Insomma, il mondo occidentale sembra volersi aprire finalmente ad usi e culture di latitudini altre. E forse un’ulteriore dimostrazione ti questa anima sempre più globetrotter sono gli innumerevoli format dedicati al cibo di strada di tutto il mondo o anche gli stand up comedian di ogni nazionalità che insieme coabitano sotto il tetto di casa Netflix (dal sudafricano Trevor Noah al malesiano Ronny Chieng).

Appartiene a questo filone di progressiva riscrittura antropologica dell’intrattenimento anche Giri/Haji – Duty/ Shame, serie co-prodotta a metà tra il Giappone ed il Regno Unito disponibile per gli abbonati da ormai qualche mese.
Prodotta da Sister Pictures – gli stessi di Chernobyl e Gang’s of London, con cui Giri/Haji ha più di un punto in comune – questa serie da 8 episodi è un interessante intreccio tra la tradizione crime anglosassone ed i film giapponesi sulla Yakuza.

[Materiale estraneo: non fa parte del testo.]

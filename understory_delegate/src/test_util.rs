// Copyright 2025 the Understory Authors
// SPDX-License-Identifier: Apache-2.0 OR MIT

//! In-memory node tree and native event log shared by the unit tests.

use alloc::format;
use alloc::string::String;
use alloc::vec::Vec;

use crate::responder::Responders;
use crate::types::{
    EventScope, NativeBinding, NativeEvents, NativeHandler, NodeTree, PlatformEvent, Policy,
    ResponderId,
};

#[derive(Clone, Debug)]
struct DomNode {
    tag: String,
    classes: Vec<String>,
    parent: Option<usize>,
    responder: Option<ResponderId>,
}

/// Flat tree of tagged nodes; nodes are indices.
#[derive(Clone, Debug, Default)]
pub(crate) struct Dom {
    nodes: Vec<DomNode>,
}

impl Dom {
    pub(crate) fn add(&mut self, parent: Option<usize>, tag: &str, classes: &[&str]) -> usize {
        self.nodes.push(DomNode {
            tag: tag.into(),
            classes: classes.iter().map(|c| String::from(*c)).collect(),
            parent,
            responder: None,
        });
        self.nodes.len() - 1
    }

    pub(crate) fn responder(&self, node: usize) -> Option<ResponderId> {
        self.nodes[node].responder
    }

    pub(crate) fn tag(&self, node: usize) -> &str {
        &self.nodes[node].tag
    }
}

impl NodeTree for Dom {
    type Node = usize;

    fn parent_of(&self, node: &usize) -> Option<usize> {
        self.nodes[*node].parent
    }

    /// Supports `*`, `tag`, `.class` and `tag.class.class`.
    fn matches(&self, node: &usize, selector: &str) -> bool {
        if selector == "*" {
            return true;
        }
        let n = &self.nodes[*node];
        let mut parts = selector.split('.');
        let tag = parts.next().unwrap_or_default();
        (tag.is_empty() || n.tag == tag) && parts.all(|c| n.classes.iter().any(|k| k == c))
    }

    fn contains(&self, ancestor: &usize, node: &usize) -> bool {
        let mut cur = Some(*node);
        while let Some(c) = cur {
            if c == *ancestor {
                return true;
            }
            cur = self.nodes[c].parent;
        }
        false
    }

    fn responder_of(&self, node: &usize) -> Option<ResponderId> {
        self.nodes[*node].responder
    }

    fn set_responder(&mut self, node: &usize, responder: ResponderId) {
        self.nodes[*node].responder = Some(responder);
    }

    fn clear_responder(&mut self, node: &usize) {
        self.nodes[*node].responder = None;
    }
}

/// Records live native bindings.
#[derive(Clone, Debug, Default)]
pub(crate) struct NativeLog {
    pub(crate) bound: Vec<(usize, NativeBinding)>,
    /// Deliver stale bindings twice, like platforms that fire both the plain
    /// and the capturing form for one physical event.
    pub(crate) redeliver: bool,
}

impl NativeLog {
    pub(crate) fn count_on(&self, node: usize) -> usize {
        self.bound.iter().filter(|(n, _)| *n == node).count()
    }

    pub(crate) fn has(&self, node: usize, native_type: &str, handler: NativeHandler) -> bool {
        self.bound
            .iter()
            .any(|(n, b)| *n == node && b.native_type == native_type && b.handler == handler)
    }

    pub(crate) fn binding(&self, node: usize, native_type: &str) -> Option<NativeBinding> {
        self.bound
            .iter()
            .find(|(n, b)| *n == node && b.native_type == native_type)
            .map(|(_, b)| b.clone())
    }
}

impl NativeEvents<usize> for NativeLog {
    fn bind(&mut self, node: &usize, binding: &NativeBinding) {
        self.bound.push((*node, binding.clone()));
    }

    fn unbind(&mut self, node: &usize, binding: &NativeBinding) {
        if let Some(pos) = self
            .bound
            .iter()
            .position(|(n, b)| n == node && b == binding)
        {
            self.bound.remove(pos);
        }
    }
}

#[derive(Clone, Debug)]
pub(crate) struct TestEvent {
    pub(crate) ty: String,
    pub(crate) target: usize,
    pub(crate) related: Option<usize>,
    pub(crate) stopped: bool,
}

impl PlatformEvent<usize> for TestEvent {
    fn event_type(&self) -> &str {
        &self.ty
    }

    fn target(&self) -> usize {
        self.target
    }

    fn related_target(&self) -> Option<usize> {
        self.related
    }

    fn is_propagation_stopped(&self) -> bool {
        self.stopped
    }
}

/// A physical event to simulate.
#[derive(Copy, Clone, Debug)]
pub(crate) struct Delivery {
    ty: &'static str,
    target: usize,
    related: Option<usize>,
}

impl Delivery {
    pub(crate) fn new(ty: &'static str, target: usize) -> Self {
        Self {
            ty,
            target,
            related: None,
        }
    }

    pub(crate) fn related(mut self, node: usize) -> Self {
        self.related = Some(node);
        self
    }
}

/// Types the simulated platform delivers at the target only.
fn bubbles(ty: &str) -> bool {
    !matches!(
        ty,
        "focus"
            | "blur"
            | "load"
            | "unload"
            | "error"
            | "scroll"
            | "mouseenter"
            | "mouseleave"
    )
}

pub(crate) type TestResponders = Responders<Dom, NativeLog, &'static str, u32>;

#[derive(Debug)]
pub(crate) struct Nodes {
    pub(crate) outer: usize,
    pub(crate) root: usize,
    pub(crate) ul_wrapper: usize,
    pub(crate) ul: usize,
    pub(crate) lis: Vec<usize>,
    pub(crate) form: usize,
    pub(crate) first_input: usize,
    pub(crate) textarea: usize,
    pub(crate) select: usize,
    pub(crate) actions: usize,
}

/// Two overlapping responder trees over one page:
///
/// ```text
/// div.test-wrapper            overlapping
///   div.wrapper
///     div.test                root
///       div.ul-wrapper        list (child of root)
///         ul                  ul (child of overlapping)
///           li.item x4        lis (children of list)
///       div.form-wrapper
///         form                form (child of root)
///           input.first-input
///           input.second-input
///           textarea
///           select > option
///           input.submit
///       div.actions
///         div.button.ok       ok (child of root)
///         div.button.cancel   cancel (child of root)
/// ```
#[derive(Debug)]
pub(crate) struct Fixture {
    pub(crate) r: TestResponders,
    pub(crate) overlapping: ResponderId,
    pub(crate) root: ResponderId,
    pub(crate) list: ResponderId,
    pub(crate) ul: ResponderId,
    pub(crate) lis: Vec<ResponderId>,
    pub(crate) form: ResponderId,
    pub(crate) ok: ResponderId,
    pub(crate) cancel: ResponderId,
    pub(crate) n: Nodes,
}

impl Fixture {
    pub(crate) fn new() -> Self {
        Self::with_native(NativeLog::default())
    }

    pub(crate) fn with_native(native: NativeLog) -> Self {
        let mut dom = Dom::default();
        let test_wrapper = dom.add(None, "div", &["test-wrapper"]);
        let outer = dom.add(Some(test_wrapper), "div", &["wrapper"]);
        let root = dom.add(Some(outer), "div", &["test"]);
        let ul_wrapper = dom.add(Some(root), "div", &["ul-wrapper"]);
        let ul = dom.add(Some(ul_wrapper), "ul", &[]);
        let lis: Vec<usize> = (0..4).map(|_| dom.add(Some(ul), "li", &["item"])).collect();
        let form_wrapper = dom.add(Some(root), "div", &["form-wrapper"]);
        let form = dom.add(Some(form_wrapper), "form", &[]);
        let first_input = dom.add(Some(form), "input", &["first-input"]);
        dom.add(Some(form), "input", &["second-input"]);
        let textarea = dom.add(Some(form), "textarea", &[]);
        let select = dom.add(Some(form), "select", &[]);
        dom.add(Some(select), "option", &[]);
        dom.add(Some(form), "input", &["submit"]);
        let actions = dom.add(Some(root), "div", &["actions"]);
        let ok = dom.add(Some(actions), "div", &["button", "ok"]);
        let cancel = dom.add(Some(actions), "div", &["button", "cancel"]);

        let mut r = Responders::with_policy(dom, native, Policy::all());
        let overlapping_id = r.create(test_wrapper).unwrap();
        let root_id = r.create(root).unwrap();
        let list_id = r.create(ul_wrapper).unwrap();
        let ul_id = r.create(ul).unwrap();
        let li_ids: Vec<ResponderId> = lis.iter().map(|li| r.create(*li).unwrap()).collect();
        let form_id = r.create(form).unwrap();
        let ok_id = r.create(ok).unwrap();
        let cancel_id = r.create(cancel).unwrap();

        for li in &li_ids {
            r.add_child(list_id, *li);
        }
        for child in [list_id, form_id, ok_id, cancel_id] {
            r.add_child(root_id, child);
        }
        r.add_child(overlapping_id, ul_id);

        Self {
            r,
            overlapping: overlapping_id,
            root: root_id,
            list: list_id,
            ul: ul_id,
            lis: li_ids,
            form: form_id,
            ok: ok_id,
            cancel: cancel_id,
            n: Nodes {
                outer,
                root,
                ul_wrapper,
                ul,
                lis,
                form,
                first_input,
                textarea,
                select,
                actions,
            },
        }
    }

    pub(crate) fn event(&self, ty: &str, target: usize, related: Option<usize>) -> TestEvent {
        TestEvent {
            ty: ty.into(),
            target,
            related,
            stopped: false,
        }
    }

    pub(crate) fn click(&self, target: usize) -> Vec<(&'static str, usize)> {
        self.trigger(Delivery::new("click", target))
    }

    /// Simulate native propagation of one physical event and return the fired
    /// handlers with the node each received.
    ///
    /// Plain bindings fire at the target, and at ancestors for bubbling types.
    /// `"<type> *"` bindings fire at strict ancestors only. Handlers whose
    /// label ends in `!` stop propagation.
    pub(crate) fn trigger(&self, delivery: Delivery) -> Vec<(&'static str, usize)> {
        let mut event = self.event(delivery.ty, delivery.target, delivery.related);
        let mut scope = EventScope::new();
        let mut log = Vec::new();
        let all_descendants = format!("{} *", delivery.ty);
        let native = self.r.native();

        let mut current = Some(delivery.target);
        while let Some(node) = current {
            let at_target = node == delivery.target;
            let bindings: Vec<NativeBinding> = native
                .bound
                .iter()
                .filter(|(n, b)| {
                    *n == node
                        && ((b.native_type == delivery.ty && (at_target || bubbles(delivery.ty)))
                            || (b.native_type == all_descendants && !at_target))
                })
                .map(|(_, b)| b.clone())
                .collect();
            for binding in bindings {
                let times = if native.redeliver && binding.handler == NativeHandler::Stale {
                    2
                } else {
                    1
                };
                for _ in 0..times {
                    self.r
                        .handle_native(&binding, &mut event, &mut scope, |fired, ev| {
                            log.push((*fired.handler, fired.node));
                            ev.stopped |= fired.handler.ends_with('!');
                        });
                }
            }
            if event.stopped {
                break;
            }
            current = self.r.tree().parent_of(&node);
        }
        log
    }
}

Kenzo Mori è un investigatore di Tokyo che improvvisamente è costretto a partire per Londra sulle tracce del fratello Yuto, accusato di aver ucciso il nipote di un membro della mafia giapponese.

giri/haji

Quando uscì nel Nel Regno Unito,  BBC Two decise di spalmare gli episodi di Giri/Haji proponendo un solo episodio a settimana, in modo da sfruttarne a pieno la durata di ogni singola puntata (da circa un’ora l’una).
Perché ciò che si può subito dire di questa serie girata da Julian Farino e Ben Chessell è che non si presta facilmente a bulimiche sessioni di binge watching. Che non è necessariamente un demerito.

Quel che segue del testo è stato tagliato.